Other features, besides the new carbon fiber/Kevlar cone material, include a vented inverted dome-type phase plug (no dust cap), which I admit, I have not previously encountered. For compliance, the WF152BD09 has a shallow profile low loss high Qm NBR surround, accompanied by a flat 4” diameter black cloth spider.

All this is driven by a 32mm (1.25”) diameter two-layer voice coil wound with round copper wire on a black fiber glass non-conducting former. The Wavecor Balanced Driver T-pole motor system powering the cone assembly utilizes a 17mm thick 109mm diameter ferrite magnet sandwiched between a black emissive coated 5mm thick front plate and a black emissive coated and shaped T-yoke that incorporates a flared 8mm diameter pole vent for additional cooling. The WF152BD09 further incorporates a set of dual shorting rings (a copper pole cap and an aluminum ring at the base of the pole) that reduce distortion caused by eddy currents. Last the braided voice coil lead wires terminate to a pair of gold-plated solderable terminals.

 

Photo2-Wavecor-WF152BD09-04-Driver.jpg
Photo 2: This midbass driver utilizes a unique proprietary interwoven Kevlar/Carbon fibers cone material.

I began characterizing the new WF152BD09 6” midbass woofer using the LinearX LMS analyzer and the Physical LAB IMP Box (the same type test fixture as a LinearX VI Box for measuring voltage and current separately). Sweeps were generated with the driver securely mounted in free air at 0.3V, 1V, 3V, 6V, 10V, and 15V. The measured Mmd that was provided by Wavecor (an actual physical cone assembly measurement with 50% of the surround and spider removed) was used rather than a single 1V added (delta) mass measurement. It should also be noted that this multi-voltage parameter test procedure includes heating the voice coil between sweeps for progressively longer periods to simulate operating temperatures at that voltage level (raising the temperature to the first- and second-time constants).

Reklama

The 15V curves were too nonlinear to get a sufficient curve fit and were discarded. The remaining 10 stepped sine wave sweeps for each woofer were further processed with the voltage curves divided by the current curves to produce impedance curves. Phase curves were generated using the LEAP phase calculation routine, after which the impedance magnitude and phase curves plus the associated voltage curves were then copy/pasted into the LEAP 5 Enclosure Shop software’s Guide Curve library.
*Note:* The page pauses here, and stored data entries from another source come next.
// src/picks.rs
//! Derived long/short picks from the current top gainer and top loser.

use serde::{Deserialize, Serialize};

use crate::records::Resolved;

#[derive(Debug, Clone, Copy, PartialEq, Eq, Serialize, Deserialize)]
pub enum PickKind {
    Long,
    Short,
}

#[derive(Debug, Clone, PartialEq, Eq, Serialize, Deserialize)]
pub struct Pick {
    #[serde(rename = "type")]
    pub kind: PickKind,
    pub stock: String,
    pub reason: String,
}

impl Pick {
    pub fn placeholder() -> Self {
        Self {
            kind: PickKind::Long,
            stock: "Fallback Pick".into(),
            reason: "No live data".into(),
        }
    }
}

/// Long the top gainer, short the top loser. Either side being placeholder
/// data collapses the whole answer to a single placeholder pick.
pub fn derive(gainers: &Resolved, losers: &Resolved) -> Vec<Pick> {
    if gainers.is_fallback() || losers.is_fallback() {
        return vec![Pick::placeholder()];
    }
    let top = |r: &Resolved| {
        r.records
            .first()
            .and_then(|rec| rec.as_mover())
            .map(|m| m.symbol.clone())
    };
    match (top(gainers), top(losers)) {
        (Some(long), Some(short)) => vec![
            Pick {
                kind: PickKind::Long,
                stock: long,
                reason: "Top gainer stock".into(),
            },
            Pick {
                kind: PickKind::Short,
                stock: short,
                reason: "Top loser stock".into(),
            },
        ],
        _ => vec![Pick::placeholder()],
    }
}
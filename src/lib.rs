// src/lib.rs
// Public library surface for the binary and integration tests.

pub mod aggregator;
pub mod api;
pub mod cache;
pub mod category;
pub mod config;
pub mod credential;
pub mod error;
pub mod extract;
pub mod mappers;
pub mod metrics;
pub mod picks;
pub mod records;
pub mod source;
pub mod transport;

// ---- Re-exports for stable public API ----
pub use crate::aggregator::{Aggregator, CategoryChain, Resolution};
pub use crate::api::{create_router, router, AppState};
pub use crate::category::Category;
pub use crate::config::ProxyConfig;
pub use crate::error::FetchError;
pub use crate::records::{Record, Resolved};

use tracing::info;

/// Build the full router from the default config lookup, using the real HTTP
/// transport. Background credential refresh is not started here; the binary
/// owns that task.
pub async fn app() -> anyhow::Result<axum::Router> {
    let cfg = ProxyConfig::load_default()?;
    let state = AppState::from_config(&cfg)?;
    info!(
        categories = cfg.categories.len(),
        debug_routes = state.debug_routes,
        "proxy app built"
    );
    Ok(create_router(state))
}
This data was used to calculate parameters in the LEAP 5 LTD transducer model. Because most manufacturing data is produced using either a standard transducer model or in many cases the LEAP 4 TSL model, I also generated LEAP 4 TSL model parameters using the 1V free air that can also be compared with the manufacturer’s data. Figure 1 shows the WF152BD09 1V free-air impedance plot. Table 1 compares the LEAP 5 LTD and LEAP 4 TSL Thiele-Small (T-S) parameter sets for the Wavecor WF152BD09 midbass driver samples along with the Wavecor factory data.

Figure1-Wavecor-WF152BD09-04-Driver.jpg
Figure 1: Wavecor WF152BD09 woofer 1V free-air impedance plot.

 

Table1-Wavecor-WF152BD09-04-Driver.jpg
Table 1: Comparison date for Wavecor’s WF152BD09 midbass woofer.

From the comparative data shown in Table 1, you can see that all four parameter sets for the two samples were reasonably similar and correlated rather well with the factory data. The only variant was sensitivity and happens because mine is a result of TSP calculations, while Wavecor averages measured SPL from 300Hz to 1kHz at 2.83V/1m.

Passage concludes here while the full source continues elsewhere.